Threat actors have been launching intrusions leveraging a pair of old vulnerabilities impacting the Sitecore CMS and Experience Platform, as well as other security issues affecting the open-source JavaScript framework Next.js and DrayTek devices, according to The Hacker News.
Both Sitecore flaws, tracked as CVE-2019-9874 and CVE-2019-9875, have already been added to the Cybersecurity and Infrastructure Security Agency's Known Exploited Vulnerabilities catalog, with federal agencies ordered to address the bugs by Apr. 16. Abuse of the deserialization issues could result in arbitrary code execution. Attempted exploitation of the critical Next.js flaw which is tracked as CVE-2025-29927 and could result in the evasion of middleware authentication has also been observed by Akamai while GreyNoise researchers reported ongoing exploitation of the critical DrayTek operating system command injection flaw, tracked as CVE-2020-8515, and pair of high-severity DrayTek VigorConnect local file inclusion bugs, tracked as CVE-2021-20123 and CVE-2021-20124. Attacks involving CVE-2020-8515 were mostly directed at Indonesia, Hong Kong, and the U.S., while those with the other flaws were primarily aimed at Lithuania, the U.S., and Singapore, noted GreyNoise.

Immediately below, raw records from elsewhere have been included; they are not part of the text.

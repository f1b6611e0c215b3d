//! Concurrent fan-out across dishes.
//!
//! One task per distinct dish key, no ordering guarantees between dishes.
//! Duplicate names collapse to a single fetch before any task spawns, which
//! also guarantees at most one in-flight fetch per cache key.

use std::collections::HashMap;
use std::sync::Arc;
use std::time::Duration;

use tokio::task::JoinSet;
use tracing::{info, warn};

use grocer_common::types::{DishQuery, FailureKind, FetchResult};

use crate::fetcher::DishFetcher;
use crate::traits::Translator;

pub struct FetchOrchestrator {
    fetcher: DishFetcher,
    translator: Arc<dyn Translator>,
    dish_timeout: Option<Duration>,
}

impl FetchOrchestrator {
    pub fn new(fetcher: DishFetcher, translator: Arc<dyn Translator>) -> Self {
        Self {
            fetcher,
            translator,
            dish_timeout: None,
        }
    }

    /// Cap each dish fetch at a wall-clock budget. An overrun produces
    /// `Failure(Timeout)` for that dish only.
    pub fn with_dish_timeout(mut self, timeout: Duration) -> Self {
        self.dish_timeout = Some(timeout);
        self
    }

    /// Resolve a batch of user-supplied dish names to per-dish results,
    /// keyed by normalized dish name.
    pub async fn fetch_ingredients(&self, dish_names: &[String]) -> HashMap<String, FetchResult> {
        let names: Vec<String> = dish_names
            .iter()
            .map(|n| n.trim().to_string())
            .filter(|n| !n.is_empty())
            .collect();
        if names.is_empty() {
            return HashMap::new();
        }

        let translated = self.translator.translate_batch(&names, None).await;
        let queries: Vec<DishQuery> = names
            .iter()
            .zip(&translated)
            .map(|(raw, eng)| DishQuery::new(raw, eng))
            .collect();

        self.fetch_all(queries).await
    }

    async fn fetch_all(&self, queries: Vec<DishQuery>) -> HashMap<String, FetchResult> {
        // First occurrence wins; later duplicates share its result.
        let mut distinct: Vec<DishQuery> = Vec::new();
        for query in queries {
            if !distinct.iter().any(|q| q.normalized_name == query.normalized_name) {
                distinct.push(query);
            }
        }

        info!(dishes = distinct.len(), "Fetching ingredient lists");

        let mut tasks = JoinSet::new();
        for query in distinct {
            let fetcher = self.fetcher.clone();
            let budget = self.dish_timeout;
            tasks.spawn(async move {
                let result = match budget {
                    Some(limit) => match tokio::time::timeout(limit, fetcher.fetch(&query)).await {
                        Ok(result) => result,
                        Err(_) => FetchResult::failure(
                            FailureKind::Timeout,
                            format!(
                                "dish '{}' exceeded the {}s budget",
                                query.normalized_name,
                                limit.as_secs()
                            ),
                        ),
                    },
                    None => fetcher.fetch(&query).await,
                };
                (query.normalized_name, result)
            });
        }

        let mut results = HashMap::new();
        while let Some(joined) = tasks.join_next().await {
            match joined {
                Ok((key, result)) => {
                    results.insert(key, result);
                }
                Err(e) => {
                    warn!(error = %e, "Dish fetch task panicked");
                }
            }
        }
        results
    }
}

Ongoing intrusions leveraging a critical Qualitia flaw in Active! mail 6 and a pair of high-severity bugs in the Commvault webserver and Broadcom Brocade Fabric OS have been reported by the Cybersecurity and Infrastructure Security Agency, which urged the remediation of the issues by May 17 following their inclusion in its Known Exploited Vulnerabilities catalog, according to SecurityWeek.
More secure software development practices have prompted a decline in actively exploited zero-day vulnerabilities between 2023 and 2024, Cybersecurity Dive reports.